(Saved entries)
☆ ☆ ☆ ☆

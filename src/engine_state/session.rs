//! # Game Session
//!
//! The gameplay core behind the window: world, generator, inventory, breaking state and
//! animations, advanced together by [`GameSession::tick`]. It has no window, camera or
//! GPU dependency; the engine state feeds it a [`TickInput`] once per frame.
//!
//! ## Tick order
//!
//! 1. Breaking: accumulate damage on the selection; on destruction spawn a replacement,
//!    credit the loot and start a fade
//! 2. Placement: stack the selected inventory kind onto the resolved column
//! 3. Animations: sample and retire cosmetic records

use log::debug;
use web_time::Instant;

use crate::config::GameConfig;

use super::{
    animation::{AnimationFrame, Animator},
    interaction::{
        breaking::{BreakInput, BreakStep, BreakingStateMachine},
        raycast::{placement_column, Ray},
    },
    inventory::{Inventory, InventoryItem},
    voxels::{
        block::{block_type::BlockKind, BlockId},
        generation::{GenerationReport, WorldGenerator},
        grid::CellCoord,
        world::{World, WorldEvent},
    },
};

/// Signals gathered by the presentation adapter for one tick.
#[derive(Copy, Clone, Debug)]
pub struct TickInput {
    /// Break action is held
    pub break_held: bool,
    /// Place action fired this tick
    pub place_fired: bool,
    /// The view is locked to the game
    pub view_locked: bool,
    /// Current look ray
    pub look_ray: Ray,
    /// Frame time, used only for animations
    pub now: Instant,
}

/// What one tick changed.
#[derive(Clone, Debug, Default)]
pub struct TickReport {
    /// A block broke this tick
    pub broken: Option<BlockId>,
    /// Block generated to replace the broken one
    pub replacement: Option<BlockId>,
    /// Block placed by the player
    pub placed: Option<BlockId>,
    /// Cosmetic state for this frame
    pub animation: AnimationFrame,
}

/// HUD view of the selection.
#[derive(Copy, Clone, Debug, PartialEq)]
pub struct SelectionHud {
    /// Selected block
    pub id: BlockId,
    /// Its cell
    pub cell: CellCoord,
    /// Its kind
    pub kind: BlockKind,
    /// Progress over durability
    pub progress_ratio: f32,
}

/// Everything the HUD shows.
#[derive(Clone, Debug, PartialEq)]
pub struct HudSnapshot {
    /// Inventory entries in slot order
    pub inventory: Vec<InventoryItem>,
    /// Selected slot ordinal
    pub selected_slot: usize,
    /// Current selection, if any
    pub selection: Option<SelectionHud>,
}

/// One running game.
pub struct GameSession {
    world: World,
    generator: WorldGenerator,
    inventory: Inventory,
    breaker: BreakingStateMachine,
    animator: Animator,
    reach: f32,
    generation_report: GenerationReport,
}

impl GameSession {
    /// Starts a session and runs the initial world generation.
    pub fn new(config: &GameConfig) -> Self {
        let mut session = Self::new_empty(config);
        session.generation_report = session.generator.generate_initial(&mut session.world);
        session
    }

    /// Starts a session with an empty world.
    pub fn new_empty(config: &GameConfig) -> Self {
        Self {
            world: World::new(config.bounds()),
            generator: WorldGenerator::new(config.generation_settings(), config.seed),
            inventory: Inventory::new(),
            breaker: BreakingStateMachine::new(config.break_rate),
            animator: Animator::new(config.swing_duration(), config.fade_duration()),
            reach: config.reach,
            generation_report: GenerationReport {
                placed: 0,
                attempts: 0,
            },
        }
    }

    /// The voxel world.
    pub fn world(&self) -> &World {
        &self.world
    }

    /// Mutable access to the voxel world, for seeding fixed layouts.
    pub fn world_mut(&mut self) -> &mut World {
        &mut self.world
    }

    /// The player's inventory.
    pub fn inventory(&self) -> &Inventory {
        &self.inventory
    }

    /// Mutable access to the inventory.
    pub fn inventory_mut(&mut self) -> &mut Inventory {
        &mut self.inventory
    }

    /// The breaking state machine.
    pub fn breaker(&self) -> &BreakingStateMachine {
        &self.breaker
    }

    /// Result of the initial generation pass.
    pub fn generation_report(&self) -> GenerationReport {
        self.generation_report
    }

    /// Selects an inventory slot.
    pub fn select_slot(&mut self, index: usize) {
        self.inventory.select_slot(index);
    }

    /// Advances the game by one tick.
    pub fn tick(&mut self, input: &TickInput) -> TickReport {
        let mut report = TickReport::default();

        let step = self.breaker.tick(
            &mut self.world,
            BreakInput {
                held: input.break_held,
                view_locked: input.view_locked,
                ray: &input.look_ray,
                reach: self.reach,
            },
        );
        match step {
            BreakStep::Damaged { .. } => self.animator.start_swing(input.now),
            BreakStep::Broken(block) => {
                self.animator.start_swing(input.now);
                self.animator.start_fade(input.now, block.cell, block.kind);
                report.broken = Some(block.id);
                report.replacement = self.generator.generate_replacement(&mut self.world);
                self.inventory.add(block.kind);
            }
            BreakStep::Idle | BreakStep::NoTarget => {}
        }

        if input.place_fired && input.view_locked {
            report.placed = self.place(&input.look_ray);
        }

        report.animation = self.animator.advance(input.now);
        report
    }

    /// Stacks one unit of the selected kind onto the column the ray points at.
    ///
    /// Every failure is a silent no-op for the player and only logged.
    fn place(&mut self, ray: &Ray) -> Option<BlockId> {
        let Some(kind) = self.inventory.selected_kind() else {
            debug!(
                "Nothing to place in slot {}",
                self.inventory.selected_slot()
            );
            return None;
        };
        let Some(column) = placement_column(&self.world, ray, self.reach) else {
            debug!("Placement ray hit nothing");
            return None;
        };

        match self.world.stack_block(column, kind) {
            Ok(id) => {
                self.inventory.consume_one(kind);
                debug!("Placed {} block in column {}", kind, column);
                Some(id)
            }
            Err(err) => {
                debug!("Placement rejected: {}", err);
                None
            }
        }
    }

    /// Inventory, slot and selection for the HUD.
    pub fn hud(&self) -> HudSnapshot {
        let selection = self
            .breaker
            .selection()
            .and_then(|id| self.world.block(id))
            .map(|block| SelectionHud {
                id: block.id,
                cell: block.cell,
                kind: block.kind,
                progress_ratio: block.progress_ratio(),
            });
        HudSnapshot {
            inventory: self.inventory.items().to_vec(),
            selected_slot: self.inventory.selected_slot(),
            selection,
        }
    }

    /// Takes the pending world events for the presenter.
    pub fn drain_events(&mut self) -> Vec<WorldEvent> {
        self.world.drain_events()
    }
}

#[cfg(test)]
mod tests {
    use super::*;
    use crate::engine_state::voxels::grid::{ColumnKey, Layer};
    use cgmath::{Point3, Vector3};

    fn config() -> GameConfig {
        GameConfig {
            seed: Some(11),
            ..GameConfig::default()
        }
    }

    fn input(ray: Ray) -> TickInput {
        TickInput {
            break_held: false,
            place_fired: false,
            view_locked: true,
            look_ray: ray,
            now: Instant::now(),
        }
    }

    #[test]
    fn new_session_generates_world() {
        let session = GameSession::new(&config());
        assert_eq!(session.world().len(), session.generation_report().placed);
        assert!(!session.world().is_empty());
    }

    #[test]
    fn breaking_credits_loot_and_replaces() {
        let mut session = GameSession::new_empty(&config());
        session
            .world_mut()
            .insert_block(CellCoord::new(0, Layer::GROUND, -4), BlockKind::Wood)
            .unwrap();
        let ray = Ray::new(Point3::new(0.0, 0.5, 0.0), Vector3::new(0.0, 0.0, -1.0));
        let tick = TickInput {
            break_held: true,
            ..input(ray)
        };

        let mut report = session.tick(&tick);
        assert!(session.hud().selection.is_some());
        while report.broken.is_none() {
            report = session.tick(&tick);
        }

        assert_eq!(session.inventory().count(BlockKind::Wood), 1);
        assert_eq!(session.world().len(), 1);
        assert!(report.replacement.is_some());
        assert_eq!(report.animation.fades.len(), 1);
        assert!(session.hud().selection.is_none());
    }

    #[test]
    fn placement_needs_lock_and_inventory() {
        let mut session = GameSession::new_empty(&config());
        let ray = Ray::new(Point3::new(0.0, 2.0, 0.0), Vector3::new(3.0, -2.0, 5.0));
        let fire = TickInput {
            place_fired: true,
            ..input(ray)
        };

        assert!(session.tick(&fire).placed.is_none());

        session.inventory_mut().add(BlockKind::Stone);
        let unlocked = TickInput {
            view_locked: false,
            ..fire
        };
        assert!(session.tick(&unlocked).placed.is_none());

        let id = session.tick(&fire).placed.unwrap();
        let block = session.world().block(id).unwrap();
        assert_eq!(block.cell.column(), ColumnKey::new(3, 5));
        assert_eq!(block.kind, BlockKind::Stone);
        assert!(session.inventory().is_empty());
    }
}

☆ ☆ ☆ ☆

Work item >>
Work out how many lines in the entries above include the word "unwrap". Respond with only the number.

Answer area >>
3